Soldini ha ricordato che i lavoratori migranti sono oggi il 3% della popolazione mondiale: “ma oggi l’immigrazione sta cambiando, assieme ai processi di globalizzazione. Ci sono tre tipi di migranti: quelli che lasciano i Paesi poveri per andare a vivere nei Paesi industrializzati (Sud – Nord), quelli che emigrano tra Stati del terzo mondo (Sud – Sud); ma ci sono anche i giovani europei che emigrano dai paesi europei in crisi, cercando in altri una chance di futuro; sé è vero che nel 2011 ben 100 mila giovani italiani sono andati all’estero in cerca di lavoro che qui non trovano”.

Una ragione di più, ha concluso Soldini, per mettere mano al Testo Unico sull'immigrazione. "Le norme vanno adeguate - ha sottolineato Soldini - perché con l’attuale impianto proibizionista si e' dimostrato che non si va da nessuna parte". Ha concluso il primo panel, Alberto Sera, vicepresidente Ital.

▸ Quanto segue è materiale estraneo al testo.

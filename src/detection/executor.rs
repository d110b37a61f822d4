// Copyright (c) 2025 Fabstir
// SPDX-License-Identifier: BUSL-1.1
//! Background executor hosting the license plate and document detectors
//!
//! The executor owns its detectors and talks to the orchestrator only through
//! [`ExecutorCommand`] / [`ExecutorEvent`] messages. Face and text detection
//! are handed back with `InContextRequested`.

use async_trait::async_trait;
use std::collections::HashMap;
use std::sync::atomic::{AtomicU64, Ordering};
use std::sync::Arc;
use tokio::sync::mpsc;
use tracing::{debug, info, warn};

use super::error::{DetectionError, DetectorError};
use super::messages::{ExecutorCommand, ExecutorEvent, InContextKind};
use super::object::DOCUMENT_LABELS;
use super::types::{Detection, DetectionType, RawDetection, RequestId, SharedImage};

pub const PLATE_MIN_SCORE: f32 = 0.3;
pub const DOCUMENT_MIN_SCORE: f32 = 0.5;

/// A detector that can run inside the executor task
#[async_trait]
pub trait ExecutorDetector: Send + Sync {
    fn detection_type(&self) -> DetectionType;

    /// Model is resident in memory
    fn is_loaded(&self) -> bool;

    /// Model file is on disk, so loading needs no download
    fn is_cached(&self) -> bool;

    async fn load(&self, progress: &(dyn Fn(f32) + Send + Sync)) -> Result<(), DetectorError>;

    async fn detect(&self, image: SharedImage) -> Result<Vec<RawDetection>, DetectorError>;

    fn release(&self);
}

/// Whether a raw detection survives the per-type filters
pub fn accept(detection_type: DetectionType, raw: &RawDetection) -> bool {
    match detection_type {
        DetectionType::LicensePlate => raw.score > PLATE_MIN_SCORE,
        DetectionType::Document => {
            DOCUMENT_LABELS.contains(&raw.label.as_str()) && raw.score > DOCUMENT_MIN_SCORE
        }
        DetectionType::Face | DetectionType::Text => true,
    }
}

/// Orchestrator-side handle to the executor task
pub struct ExecutorHandle {
    commands: mpsc::UnboundedSender<ExecutorCommand>,
    cancelled: Arc<AtomicU64>,
}

impl ExecutorHandle {
    /// Spawn the executor on the current tokio runtime
    pub fn spawn(
        detectors: Vec<Arc<dyn ExecutorDetector>>,
    ) -> (Self, mpsc::UnboundedReceiver<ExecutorEvent>) {
        let (command_tx, command_rx) = mpsc::unbounded_channel();
        let (event_tx, event_rx) = mpsc::unbounded_channel();
        let cancelled = Arc::new(AtomicU64::new(0));

        let executor = DetectorExecutor {
            detectors: detectors
                .into_iter()
                .map(|d| (d.detection_type(), d))
                .collect(),
            events: event_tx,
            cancelled: cancelled.clone(),
        };
        tokio::spawn(executor.run(command_rx));

        (
            Self {
                commands: command_tx,
                cancelled,
            },
            event_rx,
        )
    }

    pub fn send(&self, command: ExecutorCommand) -> Result<(), DetectionError> {
        self.commands
            .send(command)
            .map_err(|_| DetectionError::ExecutorUnavailable)
    }

    /// Flag `request_id` as cancelled so the running job stops at its next
    /// checkpoint, then queue an acknowledgement
    pub fn cancel(&self, request_id: RequestId) -> Result<(), DetectionError> {
        self.cancelled.store(request_id, Ordering::SeqCst);
        self.send(ExecutorCommand::Cancel { request_id })
    }
}

impl Drop for ExecutorHandle {
    fn drop(&mut self) {
        let _ = self.commands.send(ExecutorCommand::Shutdown);
    }
}

struct DetectorExecutor {
    detectors: HashMap<DetectionType, Arc<dyn ExecutorDetector>>,
    events: mpsc::UnboundedSender<ExecutorEvent>,
    cancelled: Arc<AtomicU64>,
}

impl DetectorExecutor {
    async fn run(self, mut commands: mpsc::UnboundedReceiver<ExecutorCommand>) {
        info!("Detector executor started with {} detectors", self.detectors.len());

        while let Some(command) = commands.recv().await {
            match command {
                ExecutorCommand::Detect {
                    request_id,
                    image,
                    types,
                    first_run,
                } => self.detect(request_id, image, &types, first_run).await,
                ExecutorCommand::Cancel { request_id } => {
                    debug!(request_id, "Acknowledging cancel");
                    self.emit(ExecutorEvent::Cancelled { request_id });
                }
                ExecutorCommand::ReleaseModels => {
                    for detector in self.detectors.values() {
                        detector.release();
                    }
                    info!("Executor models released");
                }
                ExecutorCommand::Shutdown => break,
            }
        }

        info!("Detector executor stopped");
    }

    fn emit(&self, event: ExecutorEvent) {
        let _ = self.events.send(event);
    }

    fn is_cancelled(&self, request_id: RequestId) -> bool {
        self.cancelled.load(Ordering::SeqCst) == request_id
    }

    async fn detect(
        &self,
        request_id: RequestId,
        image: SharedImage,
        types: &[DetectionType],
        first_run: bool,
    ) {
        let types = DetectionType::normalize(types);
        let (width, height) = image.dimensions();
        if width == 0 || height == 0 {
            self.emit(ExecutorEvent::Error {
                request_id,
                message: "Image has no pixels".to_string(),
            });
            return;
        }

        if first_run {
            for (detection_type, detector) in &self.detectors {
                self.emit(ExecutorEvent::ModelLoaded {
                    request_id,
                    detection_type: *detection_type,
                    loaded: detector.is_loaded(),
                });
            }
        }

        for kind in types.iter().filter_map(|t| InContextKind::from_type(*t)) {
            self.emit(ExecutorEvent::InContextRequested { request_id, kind });
        }

        let downloads: Vec<DetectionType> = types
            .iter()
            .filter(|t| {
                self.detectors
                    .get(t)
                    .map_or(false, |detector| !detector.is_loaded())
            })
            .copied()
            .collect();

        let total_stages = types.len() as f32;
        let mut total = 0;

        for (stage, detection_type) in types.iter().enumerate() {
            if detection_type.is_in_context() {
                continue;
            }
            if self.is_cancelled(request_id) {
                self.emit(ExecutorEvent::Cancelled { request_id });
                return;
            }

            let Some(detector) = self.detectors.get(detection_type) else {
                warn!("No executor detector registered for {}", detection_type);
                continue;
            };

            if let Some(slot) = downloads.iter().position(|t| t == detection_type) {
                self.load_model(request_id, detector.as_ref(), slot, downloads.len())
                    .await;
                if self.is_cancelled(request_id) {
                    self.emit(ExecutorEvent::Cancelled { request_id });
                    return;
                }
            }

            if !detector.is_loaded() {
                warn!("Skipping {} detection, model unavailable", detection_type);
                continue;
            }

            self.emit(ExecutorEvent::DetectionProgress {
                request_id,
                progress: stage as f32 / total_stages * 100.0,
                stage: detection_type.stage_label().to_string(),
            });

            let raw = match detector.detect(image.clone()).await {
                Ok(raw) => raw,
                Err(e) => {
                    warn!("{} detection failed: {}", detection_type, e);
                    Vec::new()
                }
            };

            if self.is_cancelled(request_id) {
                self.emit(ExecutorEvent::Cancelled { request_id });
                return;
            }

            let detections: Vec<Detection> = raw
                .into_iter()
                .filter(|r| accept(*detection_type, r))
                .filter_map(|r| r.into_detection(*detection_type, width, height))
                .collect();

            debug!(
                request_id,
                "{} detection produced {} results",
                detection_type,
                detections.len()
            );

            if !detections.is_empty() {
                total += detections.len();
                self.emit(ExecutorEvent::PartialResults {
                    request_id,
                    detections,
                });
            }
        }

        self.emit(ExecutorEvent::Complete { request_id, total });
    }

    /// Load one model, mapping its download onto slot `slot` of `count`
    /// equal sub-ranges of the overall download progress
    async fn load_model(
        &self,
        request_id: RequestId,
        detector: &dyn ExecutorDetector,
        slot: usize,
        count: usize,
    ) {
        let span = 100.0 / count as f32;
        let start = slot as f32 * span;
        let detection_type = detector.detection_type();

        self.emit(ExecutorEvent::DownloadProgress {
            request_id,
            progress: start,
        });

        let events = self.events.clone();
        let report = move |progress: f32| {
            let _ = events.send(ExecutorEvent::DownloadProgress {
                request_id,
                progress: start + progress.clamp(0.0, 100.0) / 100.0 * span,
            });
        };

        let loaded = match detector.load(&report).await {
            Ok(()) => true,
            Err(e) => {
                warn!("Failed to load {} model: {}", detection_type, e);
                false
            }
        };

        self.emit(ExecutorEvent::DownloadProgress {
            request_id,
            progress: start + span,
        });
        self.emit(ExecutorEvent::ModelLoaded {
            request_id,
            detection_type,
            loaded,
        });
        if slot + 1 == count {
            self.emit(ExecutorEvent::DownloadComplete { request_id });
        }
    }
}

Dopo aver raccontato di un sondaggio e raccolta di aggettivi sulla regolarizzazione, fatta da Ital sui quadri e funzionari territoriali che vi hanno attivamente partecipato (l’Ital ha inviato oltre 4 mila richieste di regolarizzazione), l’oratore, ha rilevato che il giudizio di chi è stato a contatto con gli utenti è sulla regolarizzazione tutt’altro che lusinghiero, anche perché una procedura che si proponeva di far emergere dalla clandestinità il maggior numero possibile di stranieri, ha finito per rischiare di ottenere quasi l’obiettivo opposto. “Fino all’ultima settimana di regolarizzazione – ha detto Sera – eravamo costretti a rimandare indietro 4 richiedenti su 5, per mancanza dei requisiti degli stranieri”. Il problema era la certificazione della presenza in Italia (fatta da organismo pubblico) dello straniero prima del 31 dicembre 2011. “Solo dopo che l’Avvocatura dello Stato ha allargato la casistica degli organismi ed associazioni atte a certificare, ha spiegato Sera, il flusso delle richieste è aumentato enormemente. Ma ormai eravamo all’ultima settimana”. “Inoltre, la richiesta di una proroga, da parte di sindacati ed associazioni, è stata ignorata. Il dirigente Ital ha dato comunque un giudizio positivo sul lavoro svolto dai patronati, auspicando che si vada verso un aumento dell’attività sociale del sindacato, attraverso una struttura di sportelli a rete presenti sul territorio e capaci di dare servizi veri a italiani e stranieri. “E’ importante anche impegnarsi, ha concluso il Vicepresidente Ital, sulla formazione all’estero, in particolare nei paesi di origine degli stranieri che intendono migrare”.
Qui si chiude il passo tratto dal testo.